Eavesdropping With An ESP8266

In the old days, spies eavesdropped on each other using analog radio bugs. These days, everything’s in the cloud. [Sebastian] from [Hacking Beaver]  wondered if he could make a WiFi bug that was small and cheap besides. Enter the ESP8266 and some programming wizardry.

[Sebastian] is using a NodeMCU but suggests that it could be pared down to any ESP8266 board — with similar cuts made to the rest of the electronics — but has this working as a proof of concept. A PIC 18 MCU samples the audio data from a microphone at 10 kHz with an 8-bit resolution, dumping it into a 512-byte buffer. Once that fills, a GPIO pin is pulled down and the ESP8266 sends the data to a waiting TCP server over the WiFi which either records or plays the audio in real-time.

[Sebastian] has calculated that he needs at least 51.2 ms to transfer the data which this setup easily handles, but there are occasional two to three second glitches that come out of the blue. To address this and other hangups, [Sebastian] has the ESP8266 control the PIC’s reset pin so that the two are always in sync.

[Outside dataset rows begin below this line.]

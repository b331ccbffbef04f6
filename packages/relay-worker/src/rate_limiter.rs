//! Lock-free token bucket rate limiter (spec §4.1).
//!
//! Refill happens opportunistically on every `allow()` call using CAS:
//! compute how many whole intervals have elapsed since the last refill, try
//! to advance the refill clock via CAS, and if that succeeds add
//! `intervals * refill_rate` tokens (capped at `max`) via a CAS loop. A
//! single token is then consumed via its own CAS loop.

use std::sync::atomic::{AtomicI64, AtomicU64, Ordering};
use std::time::Duration;

pub struct RateLimiter {
    tokens: AtomicI64,
    max_tokens: AtomicI64,
    refill_rate: AtomicI64,
    refill_interval_ns: AtomicU64,
    last_refill_ns: AtomicU64,
    clock: Box<dyn Fn() -> u64 + Send + Sync>,
}

impl RateLimiter {
    /// Create a rate limiter starting with a full bucket.
    pub fn new(max_tokens: u64, refill_rate: u64, refill_interval: Duration) -> Self {
        Self::with_clock(max_tokens, refill_rate, refill_interval, default_clock)
    }

    /// Create a rate limiter with an injectable clock, for deterministic tests.
    pub fn with_clock(
        max_tokens: u64,
        refill_rate: u64,
        refill_interval: Duration,
        clock: impl Fn() -> u64 + Send + Sync + 'static,
    ) -> Self {
        let now = clock();
        Self {
            tokens: AtomicI64::new(max_tokens as i64),
            max_tokens: AtomicI64::new(max_tokens as i64),
            refill_rate: AtomicI64::new(refill_rate as i64),
            refill_interval_ns: AtomicU64::new(refill_interval.as_nanos() as u64),
            last_refill_ns: AtomicU64::new(now),
            clock: Box::new(clock),
        }
    }

    /// Returns true iff a token was consumed.
    pub fn allow(&self) -> bool {
        self.refill();
        self.tokens
            .fetch_update(Ordering::AcqRel, Ordering::Acquire, |current| {
                if current <= 0 {
                    None
                } else {
                    Some(current - 1)
                }
            })
            .is_ok()
    }

    /// Opportunistic refill: advance the refill clock by whole intervals and
    /// add tokens for each one that has elapsed. Idempotent under concurrent
    /// callers — only the CAS winner's intervals get credited.
    fn refill(&self) {
        let interval_ns = self.refill_interval_ns.load(Ordering::Acquire);
        if interval_ns == 0 {
            return;
        }
        let now = (self.clock)();
        let last = self.last_refill_ns.load(Ordering::Acquire);
        if now <= last {
            return;
        }
        let elapsed = now - last;
        let intervals = elapsed / interval_ns;
        if intervals == 0 {
            return;
        }
        let new_last = last + intervals * interval_ns;
        if self
            .last_refill_ns
            .compare_exchange(last, new_last, Ordering::AcqRel, Ordering::Acquire)
            .is_err()
        {
            // Another thread already advanced the clock; it will have added tokens.
            return;
        }

        let refill_rate = self.refill_rate.load(Ordering::Acquire);
        let max = self.max_tokens.load(Ordering::Acquire);
        let added = intervals as i64 * refill_rate;
        let _ = self
            .tokens
            .fetch_update(Ordering::AcqRel, Ordering::Acquire, |current| {
                Some((current + added).min(max))
            });
    }

    /// Rewrite max tokens and refill rate atomically with respect to each
    /// other individually; in-flight `allow()` calls may briefly observe a
    /// mixed old/new pair but converge on the next refill (spec §4.1).
    pub fn set_rate(&self, max_tokens: u64, refill_rate: u64) {
        self.max_tokens.store(max_tokens as i64, Ordering::Release);
        self.refill_rate.store(refill_rate as i64, Ordering::Release);
    }

    pub fn available_tokens(&self) -> i64 {
        self.tokens.load(Ordering::Acquire)
    }
}

fn default_clock() -> u64 {
    std::time::SystemTime::now()
        .duration_since(std::time::UNIX_EPOCH)
        .map(|d| d.as_nanos() as u64)
        .unwrap_or(0)
}

#[cfg(test)]
mod tests {
    use super::*;
    use std::sync::atomic::AtomicU64 as StdAtomicU64;
    use std::sync::Arc;

    fn fake_clock() -> (Arc<StdAtomicU64>, impl Fn() -> u64) {
        let now = Arc::new(StdAtomicU64::new(0));
        let reader = now.clone();
        (now, move || reader.load(Ordering::SeqCst))
    }

    #[test]
    fn consumption_never_goes_negative() {
        let (_clock, read) = fake_clock();
        let limiter = RateLimiter::with_clock(2, 2, Duration::from_secs(1), read);
        assert!(limiter.allow());
        assert!(limiter.allow());
        assert!(!limiter.allow());
        assert_eq!(limiter.available_tokens(), 0);
    }

    #[test]
    fn refill_is_capped_at_max() {
        let (clock, read) = fake_clock();
        let limiter = RateLimiter::with_clock(2, 2, Duration::from_secs(1), read);
        assert!(limiter.allow());
        assert!(limiter.allow());
        clock.store(Duration::from_secs(10).as_nanos() as u64, Ordering::SeqCst);
        assert!(limiter.allow());
        assert_eq!(limiter.available_tokens(), 1);
    }

    #[test]
    fn scenario_s3_rate_limit_drop() {
        // spec S3: max=2, refill=2/s, 5 submits within 10ms -> first two true, rest false.
        let (_clock, read) = fake_clock();
        let limiter = RateLimiter::with_clock(2, 2, Duration::from_secs(1), read);
        let results: Vec<bool> = (0..5).map(|_| limiter.allow()).collect();
        assert_eq!(results, vec![true, true, false, false, false]);
    }

    #[test]
    fn set_rate_updates_future_refills() {
        let (clock, read) = fake_clock();
        let limiter = RateLimiter::with_clock(1, 1, Duration::from_secs(1), read);
        assert!(limiter.allow());
        limiter.set_rate(5, 5);
        clock.store(Duration::from_secs(1).as_nanos() as u64, Ordering::SeqCst);
        assert!(limiter.allow());
        assert_eq!(limiter.available_tokens(), 4);
    }
}
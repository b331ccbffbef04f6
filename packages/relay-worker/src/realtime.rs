//! Realtime event push channel (spec §6 "Realtime event contract").
//!
//! Grounded on the teacher's `StreamHub` (`kernel/stream_hub.rs`): a
//! topic-keyed, in-process `tokio::sync::broadcast` hub. Here the topic is a
//! user id — each user gets its own broadcast channel, created lazily on
//! first publish or subscribe.

use std::collections::HashMap;
use std::sync::Arc;

use chrono::{DateTime, Utc};
use serde::{Deserialize, Serialize};
use serde_json::Value;
use tokio::sync::{broadcast, RwLock};

const CHANNEL_CAPACITY: usize = 256;

#[derive(Debug, Clone, Serialize, Deserialize)]
pub struct RealtimeEvent {
    #[serde(rename = "type")]
    pub event_type: String,
    pub timestamp: DateTime<Utc>,
    pub data: Value,
}

impl RealtimeEvent {
    pub fn new(event_type: impl Into<String>, data: Value) -> Self {
        Self {
            event_type: event_type.into(),
            timestamp: Utc::now(),
            data,
        }
    }
}

/// Trait port so components depend on the behavior, not this concrete hub.
#[async_trait::async_trait]
pub trait RealtimeChannel: Send + Sync {
    async fn publish(&self, user_id: &str, event: RealtimeEvent);
}

#[derive(Default)]
pub struct StreamHub {
    topics: RwLock<HashMap<String, broadcast::Sender<RealtimeEvent>>>,
}

impl StreamHub {
    pub fn new() -> Self {
        Self::default()
    }

    pub async fn subscribe(&self, user_id: &str) -> broadcast::Receiver<RealtimeEvent> {
        let topics = self.topics.read().await;
        if let Some(tx) = topics.get(user_id) {
            return tx.subscribe();
        }
        drop(topics);

        let mut topics = self.topics.write().await;
        let tx = topics
            .entry(user_id.to_string())
            .or_insert_with(|| broadcast::channel(CHANNEL_CAPACITY).0);
        tx.subscribe()
    }
}

#[async_trait::async_trait]
impl RealtimeChannel for StreamHub {
    /// No-op if nobody is subscribed to this user's topic yet — realtime
    /// push is best-effort, not a durable log.
    async fn publish(&self, user_id: &str, event: RealtimeEvent) {
        let topics = self.topics.read().await;
        if let Some(tx) = topics.get(user_id) {
            let _ = tx.send(event);
        }
    }
}

pub fn shared() -> Arc<StreamHub> {
    Arc::new(StreamHub::new())
}

#[cfg(test)]
mod tests {
    use super::*;
    use serde_json::json;

    #[tokio::test]
    async fn publish_reaches_subscriber() {
        let hub = StreamHub::new();
        let mut rx = hub.subscribe("user-1").await;
        hub.publish("user-1", RealtimeEvent::new("sync_started", json!({}))).await;
        let event = rx.recv().await.unwrap();
        assert_eq!(event.event_type, "sync_started");
    }

    #[tokio::test]
    async fn publish_to_unsubscribed_topic_is_a_no_op() {
        let hub = StreamHub::new();
        hub.publish("nobody-home", RealtimeEvent::new("sync_started", json!({}))).await;
    }

    #[tokio::test]
    async fn topics_are_independent() {
        let hub = StreamHub::new();
        let mut rx_a = hub.subscribe("user-a").await;
        let _rx_b = hub.subscribe("user-b").await;
        hub.publish("user-b", RealtimeEvent::new("email.classified", json!({}))).await;
        assert!(tokio::time::timeout(std::time::Duration::from_millis(50), rx_a.recv())
            .await
            .is_err());
    }
}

The main hurdle was using an SPI on the ESP8266 — every time the PIC attempted to hand off 512 bytes of data, the ESP would reset! After a number of different attempts, [Sebastian]’s solution was to bitbang the SPI, slowing down the transfer but without crashing. Result! We wonder how far he could push this with a little data compression before sending over WiFi.

The only question now is whether or not you need to start smashing any nearby speakers for fear of being listened to. Even if you manage that, there are still a few old-school methods to keep an ear out.

16 thoughts on “Eavesdropping With An ESP8266

  1. He could easily do adpcm to cut the bitrate in half with little processing overhead and probably entropy encode it from there. Probably can’t do anything with the complexity of mp3 encoding, though its powerful enough for mp3 decoding.

    1. Heck, There’s I sitting here thinking about how he could simply add an i2c-DSP,
      You’ve hit the simplicity nail not only on the head, but straight to the point first time!

      1. @HAT says: “no need to plant anything suspicious when everyone already carries an always-on snooping device with them BY CHOICE.”

        I say: no need to plant anything suspicious when [almost] everyone already carries an always-on snooping device with them BY IGNORANCE.

  2. Not sure about eavesdropping on SKYPE over Wi-Fi. I know the USG was really worried about that a few years back as the original inventors of SKYPE in Estonia built in Rijndael encryption at the UI level and also made it a peer-to-peer Internet propagation methodology which really confounded many intelligence agencies as well as the Russians.

    But ever since Microsoft purchased it, they really gutted it severely taking out much of it’s hardening assisting American intelligence agencies to listen in now. Most bad guys would go next to an open Wi-Fi hotspot and fire up SKYPE to phone home world wide (SKYPE to SKYPE hardened with Rijndael, however SKYPE to PSTN not so much). SKYPE was/is a Wi-Fi bandwidth hog so highly detectable. However, at one time no one could listen in, even someone on the same LAN. Now I do not know.

    I don’t suggest you use SKYPE over Wi-Fi as part of your OPSEC today. It may be very insecure these days.

    https://www.schneier.com/blog/archives/2013/01/who_does_skype.html

  3. >The main hurdle was using an SPI on the ESP8266 — every time the PIC attempted to hand off 512 bytes of data, the ESP would reset! After a number of different attempts, [Sebastian]’s solution was to bitbang the SPI, slowing down the transfer but without crashing.

    Those Tensilica MCUs are kinda shit, innit?

    1. If you use too many resources for too long time, the WiFi-core will stop working and may trigger a reset – you need to plan for this in software that the WiFi-part of the code gets attention as well. It’s not a fault of the hardware.

        1. Hi,

          I’m [Sebastian], the guy that created the project.
          I’m reading inside the ESP the 512 bytes of SPI data from the PIC in a task.
          With bitbanged SPI, this reading of 512 bytes takes ~13ms.
          When I tried to use the hw SPI, this read operation should have taken much less time, but the ESP would just reset when reading the SPI data.
          Also for sending over WI-FI the 512 bytes of data, I don’t keep the ESP blocked.
          That’s the time that I measured between calling the data send function (non-blocking) and the callback that the data was sent.
          This is why I think the watchdog reset doesn’t fit.